TODAY'S ELECT LEFT IS AS ANTI-SCIENCE AS TODAY'S RIGHT
in a way that would have felt quite familiar living under Stalin.
That’s Trofim Lysenko in the photo. He was a brilliant but bad scientist, and we will see his eerie application to our times in a bit.
Watching the ouster of Liz Cheney, many of us marvel that so many of those serious adults in the Republican Party sincerely believe that the last Presidential election was stolen, or at least are willing to put up such a cast-iron front of pretending to.
The mendacity, the numbness to truth, is especially appalling coming along with the denial of science in their positions on climate change and so much else. The Republicans embrace The Big Lie, and to many it’s symptomatic of their being America’s main civic problem.
However, future historians will not see it that way. We live in an era of flabbergasting, shameless lie-mongering on both sides of the political aisle. On the left, this is especially clear in how baldly antiscientific the Elect left is, which is part of why their penchant for labelling their opponents “racists” is so dire – they make the rest of us pretend not to value science along with them.
It isn’t always clear how antithetical to scientific reasoning this fashionable “antiracist” thinking is. Its adherents express themselves with a handy kit of 20 or so fancy words, often with very particular meanings (equity, social justice), often have PhDs, and are culturally associated with enclaves of the educated such as universities, college towns, and cafes.

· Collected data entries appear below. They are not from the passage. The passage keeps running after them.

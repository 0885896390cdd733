// SPDX-License-Identifier: MIT OR Apache-2.0
//! Tuning knobs shared by every timeline.

use serde::{Deserialize, Serialize};

/// Segment counts at or below this use a linear scan in `find_index`
pub const DEFAULT_LINEAR_SEARCH_THRESHOLD: usize = 12;

/// Timeline behaviour settings
#[derive(Debug, Clone, Copy, PartialEq, Eq, Serialize, Deserialize)]
#[serde(default)]
pub struct TimelineSettings {
    /// Largest segment count still searched linearly
    pub linear_search_threshold: usize,
    /// Recompute the displacement cache on every edit of a rate timeline.
    /// When off, edits only mark the cache dirty until it is refreshed.
    pub auto_update_displacement_cache: bool,
}

impl Default for TimelineSettings {
    fn default() -> Self {
        Self {
            linear_search_threshold: DEFAULT_LINEAR_SEARCH_THRESHOLD,
            auto_update_displacement_cache: true,
        }
    }
}

impl TimelineSettings {
    /// Settings that defer displacement cache refreshes to the caller
    pub fn deferred_cache() -> Self {
        Self {
            auto_update_displacement_cache: false,
            ..Self::default()
        }
    }
}
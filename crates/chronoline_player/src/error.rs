// SPDX-License-Identifier: MIT OR Apache-2.0
//! Player errors.

use chronoline_timeline::TimelineError;
use thiserror::Error;

/// Errors raised while loading settings or running playback
#[derive(Debug, Error)]
pub enum PlayerError {
    /// IO error
    #[error("IO error: {0}")]
    Io(#[from] std::io::Error),

    /// Settings file could not be parsed
    #[error("Failed to parse settings: {0}")]
    Parse(#[from] ron::error::SpannedError),

    /// Settings could not be written
    #[error("Failed to serialize settings: {0}")]
    Serialize(#[from] ron::Error),

    /// Settings written by a newer player
    #[error("Settings version {found} is newer than supported version {supported}")]
    UnsupportedVersion {
        /// Version found in the file
        found: u32,
        /// Newest version this player reads
        supported: u32,
    },

    /// Settings values out of range
    #[error("Invalid settings: {0}")]
    InvalidSettings(String),

    /// Timeline rejected a query or edit
    #[error("Timeline error: {0}")]
    Timeline(#[from] TimelineError),
}

/// Result type for player operations
pub type Result<T> = std::result::Result<T, PlayerError>;
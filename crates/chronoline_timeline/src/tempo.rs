// SPDX-License-Identifier: MIT OR Apache-2.0
//! Tempo map: BPM over time plus a playhead.
//!
//! Conversions between seconds and beats use the instantaneous beat length
//! at the reference time, not an integral over the tempo curve.

use crate::error::{check_time, Result, TimelineError};
use crate::timeline::CurveTimeline;

const SECONDS_PER_MINUTE: f64 = 60.0;

/// Tempo curve in BPM with a playhead position in seconds
#[derive(Debug, Clone, PartialEq)]
pub struct TempoMap {
    timeline: CurveTimeline,
    position: f64,
}

impl TempoMap {
    /// Constant tempo with the playhead at 0
    pub fn new(initial_bpm: f64) -> Result<Self> {
        Self::from_timeline(CurveTimeline::new(initial_bpm))
    }

    /// Wrap an existing BPM curve
    pub fn from_timeline(timeline: CurveTimeline) -> Result<Self> {
        let tempo = Self {
            timeline,
            position: 0.0,
        };
        tempo.beat_duration_at(0.0)?;
        Ok(tempo)
    }

    /// BPM curve
    pub fn timeline(&self) -> &CurveTimeline {
        &self.timeline
    }

    /// BPM curve, for editing
    pub fn timeline_mut(&mut self) -> &mut CurveTimeline {
        &mut self.timeline
    }

    /// Tempo at `seconds`
    pub fn bpm_at(&self, seconds: f64) -> Result<f64> {
        self.timeline.value_at(seconds)
    }

    /// Length of one beat in seconds at `seconds`
    pub fn beat_duration_at(&self, seconds: f64) -> Result<f64> {
        let bpm = self.bpm_at(seconds)?;
        if !(bpm > 0.0) {
            return Err(TimelineError::NonPositiveTempo(bpm));
        }
        Ok(SECONDS_PER_MINUTE / bpm)
    }

    /// Beat count matching `seconds` at the tempo in effect there
    pub fn seconds_to_beats(&self, seconds: f64) -> Result<f64> {
        Ok(seconds / self.beat_duration_at(seconds)?)
    }

    /// Seconds matching `beats` at the tempo in effect at `reference_seconds`
    pub fn beats_to_seconds(&self, beats: f64, reference_seconds: f64) -> Result<f64> {
        Ok(beats * self.beat_duration_at(reference_seconds)?)
    }

    /// Snap `beats` to a grid.
    ///
    /// A positive `subdivision` snaps to the nearest `1 / subdivision` beat, a
    /// negative one to the nearest multiple of `|subdivision|` beats, and zero
    /// leaves the value alone. Halves round away from zero.
    pub fn round_beats(beats: f64, subdivision: i32) -> f64 {
        match subdivision {
            0 => beats,
            d if d > 0 => {
                let d = f64::from(d);
                (beats * d).round() / d
            }
            d => {
                let step = f64::from(d).abs();
                (beats / step).round() * step
            }
        }
    }

    /// Snap `seconds` to a beat grid measured at the tempo in effect there
    pub fn round_seconds(&self, seconds: f64, subdivision: i32) -> Result<f64> {
        let beats = Self::round_beats(self.seconds_to_beats(seconds)?, subdivision);
        self.beats_to_seconds(beats, seconds)
    }

    /// Playhead position in seconds
    pub fn position(&self) -> f64 {
        self.position
    }

    /// Move the playhead
    pub fn seek(&mut self, seconds: f64) -> Result<()> {
        check_time(seconds)?;
        self.position = seconds;
        Ok(())
    }

    /// Move the playhead forward by `delta` seconds and return the new position
    pub fn advance(&mut self, delta: f64) -> Result<f64> {
        let target = self.position + delta;
        self.seek(target)?;
        Ok(target)
    }

    /// Tempo at the playhead
    pub fn current_bpm(&self) -> Result<f64> {
        self.bpm_at(self.position)
    }

    /// Beat length at the playhead
    pub fn current_beat_duration(&self) -> Result<f64> {
        self.beat_duration_at(self.position)
    }

    /// Playhead position in beats
    pub fn beat_position(&self) -> Result<f64> {
        self.seconds_to_beats(self.position)
    }
}

#[cfg(test)]
mod tests {
    use super::*;

    #[test]
    fn test_constant_tempo_conversions() {
        let tempo = TempoMap::new(120.0).unwrap();
        assert_eq!(tempo.beat_duration_at(3.0), Ok(0.5));
        assert_eq!(tempo.seconds_to_beats(3.0), Ok(6.0));
        assert_eq!(tempo.beats_to_seconds(6.0, 0.0), Ok(3.0));
    }

    #[test]
    fn test_conversion_uses_instantaneous_tempo() {
        let mut tempo = TempoMap::new(60.0).unwrap();
        tempo.timeline_mut().split(10.0).unwrap();
        tempo.timeline_mut().set_value_start(1, 120.0).unwrap();

        assert_eq!(tempo.seconds_to_beats(5.0), Ok(5.0));
        assert_eq!(tempo.seconds_to_beats(12.0), Ok(24.0));
        assert_eq!(tempo.beats_to_seconds(4.0, 12.0), Ok(2.0));
    }

    #[test]
    fn test_round_beats() {
        assert_eq!(TempoMap::round_beats(1.3, 0), 1.3);
        assert_eq!(TempoMap::round_beats(1.3, 4), 1.25);
        assert_eq!(TempoMap::round_beats(1.4, 4), 1.5);
        assert_eq!(TempoMap::round_beats(1.125, 4), 1.25);
        assert_eq!(TempoMap::round_beats(-1.125, 4), -1.25);
        assert_eq!(TempoMap::round_beats(5.0, -4), 4.0);
        assert_eq!(TempoMap::round_beats(6.0, -4), 8.0);
        assert_eq!(TempoMap::round_beats(-6.5, -4), -8.0);
    }

    #[test]
    fn test_round_seconds() {
        let tempo = TempoMap::new(120.0).unwrap();
        // 1.1s is 2.2 beats, nearest half beat is 2.0
        assert_eq!(tempo.round_seconds(1.1, 2), Ok(1.0));
        assert_eq!(tempo.round_seconds(1.1, 0), Ok(1.1));
    }

    #[test]
    fn test_non_positive_tempo_is_rejected() {
        assert_eq!(TempoMap::new(0.0), Err(TimelineError::NonPositiveTempo(0.0)));

        let mut tempo = TempoMap::new(100.0).unwrap();
        tempo.timeline_mut().split(2.0).unwrap();
        tempo.timeline_mut().set_value_start(1, -5.0).unwrap();
        assert_eq!(tempo.beat_duration_at(3.0), Err(TimelineError::NonPositiveTempo(-5.0)));
        assert_eq!(tempo.beat_duration_at(1.0), Ok(0.6));
    }

    #[test]
    fn test_playhead() {
        let mut tempo = TempoMap::new(120.0).unwrap();
        tempo.timeline_mut().split(4.0).unwrap();
        tempo.timeline_mut().set_value_start(1, 180.0).unwrap();

        assert_eq!(tempo.advance(2.0), Ok(2.0));
        assert_eq!(tempo.current_bpm(), Ok(120.0));
        assert_eq!(tempo.current_beat_duration(), Ok(0.5));
        assert_eq!(tempo.beat_position(), Ok(4.0));

        tempo.seek(5.0).unwrap();
        assert_eq!(tempo.current_bpm(), Ok(180.0));
        assert!(tempo.advance(-10.0).is_err());
        assert_eq!(tempo.position(), 5.0);
    }
}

However, in the grand scheme of things, The Elect reason like Trofim Lysenko and for analogous reasons. Lysenko perverted the scientific endeavor under Stalin, dismissing the tenets of Darwinism and Mendelian genetics because they allowed too much of a role to individual actors, contrary to the focus of Communist ideology on history being shaped by grand, impersonal currents. Scientific research of a great many kinds was shattered in the Soviet Union for decades, and crop yields went down because of Lysenko’s insistence on crackpot notions of agricultural science.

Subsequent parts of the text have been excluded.